══ Given entries ══

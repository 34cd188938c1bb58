//! Host-side input replay, gated by the remote-control flag.
//!
//! [`RemoteControl`] converts viewer commands into calls on an
//! [`InputBackend`] — the contract for whatever OS facility actually
//! synthesizes events. Every operation is a no-op while disabled.
//! Backend failures are caught and logged per call: a single failed
//! injection never crashes the session and never disables remote
//! control.
//!
//! Mouse moves are re-throttled here with the same minimum-interval
//! policy the viewer applies, independently of the viewer's throttle
//! (defense against a misbehaving or multi-viewer client flooding
//! commands).

use std::time::{Duration, Instant};

use tracing::warn;

use crate::error::CastError;
use crate::frame::ScreenSize;
use crate::message::{KeyModifier, MouseButton, ViewerMessage};
use crate::throttle::MOVE_INTERVAL;

// ── InputBackend ─────────────────────────────────────────────────

/// Contract the injector needs from "an input injector".
pub trait InputBackend: Send {
    fn move_mouse(&mut self, x: i32, y: i32) -> Result<(), CastError>;
    fn click(&mut self, button: MouseButton, double: bool) -> Result<(), CastError>;
    fn mouse_down(&mut self, button: MouseButton) -> Result<(), CastError>;
    fn mouse_up(&mut self, button: MouseButton) -> Result<(), CastError>;
    fn scroll(&mut self, delta_y: f64) -> Result<(), CastError>;
    fn key_tap(&mut self, key: &str, modifiers: &[KeyModifier]) -> Result<(), CastError>;
    fn type_text(&mut self, text: &str) -> Result<(), CastError>;
}

impl<B: InputBackend + ?Sized> InputBackend for Box<B> {
    fn move_mouse(&mut self, x: i32, y: i32) -> Result<(), CastError> {
        (**self).move_mouse(x, y)
    }
    fn click(&mut self, button: MouseButton, double: bool) -> Result<(), CastError> {
        (**self).click(button, double)
    }
    fn mouse_down(&mut self, button: MouseButton) -> Result<(), CastError> {
        (**self).mouse_down(button)
    }
    fn mouse_up(&mut self, button: MouseButton) -> Result<(), CastError> {
        (**self).mouse_up(button)
    }
    fn scroll(&mut self, delta_y: f64) -> Result<(), CastError> {
        (**self).scroll(delta_y)
    }
    fn key_tap(&mut self, key: &str, modifiers: &[KeyModifier]) -> Result<(), CastError> {
        (**self).key_tap(key, modifiers)
    }
    fn type_text(&mut self, text: &str) -> Result<(), CastError> {
        (**self).type_text(text)
    }
}

// ── RemoteControl ────────────────────────────────────────────────

/// Gated, throttled command replay onto an [`InputBackend`].
pub struct RemoteControl<B: InputBackend> {
    backend: B,
    enabled: bool,
    screen: ScreenSize,
    last_move: Option<Instant>,
    min_move_interval: Duration,
}

impl<B: InputBackend> RemoteControl<B> {
    pub fn new(backend: B) -> Self {
        Self {
            backend,
            enabled: false,
            screen: ScreenSize::default(),
            last_move: None,
            min_move_interval: MOVE_INTERVAL,
        }
    }

    /// Enable replay. `screen` is the freshly queried host screen
    /// size — it must be re-read on every enable, since displays can
    /// change between sessions.
    pub fn enable(&mut self, screen: ScreenSize) {
        self.enabled = true;
        self.screen = screen;
        self.last_move = None;
    }

    pub fn disable(&mut self) {
        self.enabled = false;
    }

    pub fn is_enabled(&self) -> bool {
        self.enabled
    }

    pub fn screen(&self) -> ScreenSize {
        self.screen
    }

    /// Dispatch one viewer command. No-op while disabled; backend
    /// errors are logged and swallowed.
    pub fn apply(&mut self, message: &ViewerMessage, now: Instant) {
        if !self.enabled {
            return;
        }
        let result = match message {
            ViewerMessage::MouseMove {
                x,
                y,
                scale_x,
                scale_y,
            } => self.move_mouse(*x, *y, *scale_x, *scale_y, now),
            ViewerMessage::MouseClick { button, double } => {
                self.backend.click(*button, *double)
            }
            ViewerMessage::MouseDown { button } => self.backend.mouse_down(*button),
            ViewerMessage::MouseUp { button } => self.backend.mouse_up(*button),
            ViewerMessage::MouseScroll { delta_y } => self.backend.scroll(*delta_y),
            ViewerMessage::KeyPress { key, modifiers } => {
                self.backend.key_tap(key, modifiers)
            }
            ViewerMessage::TypeText { text } => self.backend.type_text(text),
            ViewerMessage::EnableRemoteControl | ViewerMessage::DisableRemoteControl => Ok(()),
        };
        if let Err(e) = result {
            warn!("input injection failed: {e}");
        }
    }

    /// Frame pixels → host pixels → clamped backend move, re-throttled.
    fn move_mouse(
        &mut self,
        x: f64,
        y: f64,
        scale_x: f64,
        scale_y: f64,
        now: Instant,
    ) -> Result<(), CastError> {
        if let Some(last) = self.last_move {
            if now.duration_since(last) < self.min_move_interval {
                return Ok(()); // dropped, not queued
            }
        }
        if scale_x <= 0.0 || scale_y <= 0.0 {
            return Err(CastError::Injection(format!(
                "non-positive scale factors {scale_x}/{scale_y}"
            )));
        }
        self.last_move = Some(now);

        let host_x = (x / scale_x).round() as i64;
        let host_y = (y / scale_y).round() as i64;
        let host_x = host_x.clamp(0, self.screen.width.saturating_sub(1) as i64) as i32;
        let host_y = host_y.clamp(0, self.screen.height.saturating_sub(1) as i64) as i32;

        self.backend.move_mouse(host_x, host_y)
    }
}

// ── Tests ────────────────────────────────────────────────────────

═══

▸ The task
Exactly as written, transcribe every line shown above.

▸ Result below
repository 34cd188938c1bb58
//! Host-side input replay, gated by the remote-control flag.
//!
//! [`RemoteControl`] converts viewer commands into calls on an
//! [`InputBackend`] — the contract for whatever OS facility actually
//! synthesizes events. Every operation is a no-op while disabled.
//! Backend failures are caught and logged per call: a single failed
//! injection never crashes the session and never disables remote
//! control.
//!
//! Mouse moves are re-throttled here with the same minimum-interval
//! policy the viewer applies, independently of the viewer's throttle
//! (defense against a misbehaving or multi-viewer client flooding
//! commands).

use std::time::{Duration, Instant};

use tracing::warn;

use crate::error::CastError;
use crate::frame::ScreenSize;
use crate::message::{KeyModifier, MouseButton, ViewerMessage};
use crate::throttle::MOVE_INTERVAL;

// ── InputBackend ─────────────────────────────────────────────────

/// Contract the injector needs from "an input injector".
pub trait InputBackend: Send {
    fn move_mouse(&mut self, x: i32, y: i32) -> Result<(), CastError>;
    fn click(&mut self, button: MouseButton, double: bool) -> Result<(), CastError>;
    fn mouse_down(&mut self, button: MouseButton) -> Result<(), CastError>;
    fn mouse_up(&mut self, button: MouseButton) -> Result<(), CastError>;
    fn scroll(&mut self, delta_y: f64) -> Result<(), CastError>;
    fn key_tap(&mut self, key: &str, modifiers: &[KeyModifier]) -> Result<(), CastError>;
    fn type_text(&mut self, text: &str) -> Result<(), CastError>;
}

impl<B: InputBackend + ?Sized> InputBackend for Box<B> {
    fn move_mouse(&mut self, x: i32, y: i32) -> Result<(), CastError> {
        (**self).move_mouse(x, y)
    }
    fn click(&mut self, button: MouseButton, double: bool) -> Result<(), CastError> {
        (**self).click(button, double)
    }
    fn mouse_down(&mut self, button: MouseButton) -> Result<(), CastError> {
        (**self).mouse_down(button)
    }
    fn mouse_up(&mut self, button: MouseButton) -> Result<(), CastError> {
        (**self).mouse_up(button)
    }
    fn scroll(&mut self, delta_y: f64) -> Result<(), CastError> {
        (**self).scroll(delta_y)
    }
    fn key_tap(&mut self, key: &str, modifiers: &[KeyModifier]) -> Result<(), CastError> {
        (**self).key_tap(key, modifiers)
    }
    fn type_text(&mut self, text: &str) -> Result<(), CastError> {
        (**self).type_text(text)
    }
}

// ── RemoteControl ────────────────────────────────────────────────

/// Gated, throttled command replay onto an [`InputBackend`].
pub struct RemoteControl<B: InputBackend> {
    backend: B,
    enabled: bool,
    screen: ScreenSize,
    last_move: Option<Instant>,
    min_move_interval: Duration,
}

impl<B: InputBackend> RemoteControl<B> {
    pub fn new(backend: B) -> Self {
        Self {
            backend,
            enabled: false,
            screen: ScreenSize::default(),
            last_move: None,
            min_move_interval: MOVE_INTERVAL,
        }
    }

    /// Enable replay. `screen` is the freshly queried host screen
    /// size — it must be re-read on every enable, since displays can
    /// change between sessions.
    pub fn enable(&mut self, screen: ScreenSize) {
        self.enabled = true;
        self.screen = screen;
        self.last_move = None;
    }

    pub fn disable(&mut self) {
        self.enabled = false;
    }

    pub fn is_enabled(&self) -> bool {
        self.enabled
    }

    pub fn screen(&self) -> ScreenSize {
        self.screen
    }

    /// Dispatch one viewer command. No-op while disabled; backend
    /// errors are logged and swallowed.
    pub fn apply(&mut self, message: &ViewerMessage, now: Instant) {
        if !self.enabled {
            return;
        }
        let result = match message {
            ViewerMessage::MouseMove {
                x,
                y,
                scale_x,
                scale_y,
            } => self.move_mouse(*x, *y, *scale_x, *scale_y, now),
            ViewerMessage::MouseClick { button, double } => {
                self.backend.click(*button, *double)
            }
            ViewerMessage::MouseDown { button } => self.backend.mouse_down(*button),
            ViewerMessage::MouseUp { button } => self.backend.mouse_up(*button),
            ViewerMessage::MouseScroll { delta_y } => self.backend.scroll(*delta_y),
            ViewerMessage::KeyPress { key, modifiers } => {
                self.backend.key_tap(key, modifiers)
            }
            ViewerMessage::TypeText { text } => self.backend.type_text(text),
            ViewerMessage::EnableRemoteControl | ViewerMessage::DisableRemoteControl => Ok(()),
        };
        if let Err(e) = result {
            warn!("input injection failed: {e}");
        }
    }

    /// Frame pixels → host pixels → clamped backend move, re-throttled.
    fn move_mouse(
        &mut self,
        x: f64,
        y: f64,
        scale_x: f64,
        scale_y: f64,
        now: Instant,
    ) -> Result<(), CastError> {
        if let Some(last) = self.last_move {
            if now.duration_since(last) < self.min_move_interval {
                return Ok(()); // dropped, not queued
            }
        }
        if scale_x <= 0.0 || scale_y <= 0.0 {
            return Err(CastError::Injection(format!(
                "non-positive scale factors {scale_x}/{scale_y}"
            )));
        }
        self.last_move = Some(now);

        let host_x = (x / scale_x).round() as i64;
        let host_y = (y / scale_y).round() as i64;
        let host_x = host_x.clamp(0, self.screen.width.saturating_sub(1) as i64) as i32;
        let host_y = host_y.clamp(0, self.screen.height.saturating_sub(1) as i64) as i32;

        self.backend.move_mouse(host_x, host_y)
    }
}

// ── Tests ────────────────────────────────────────────────────────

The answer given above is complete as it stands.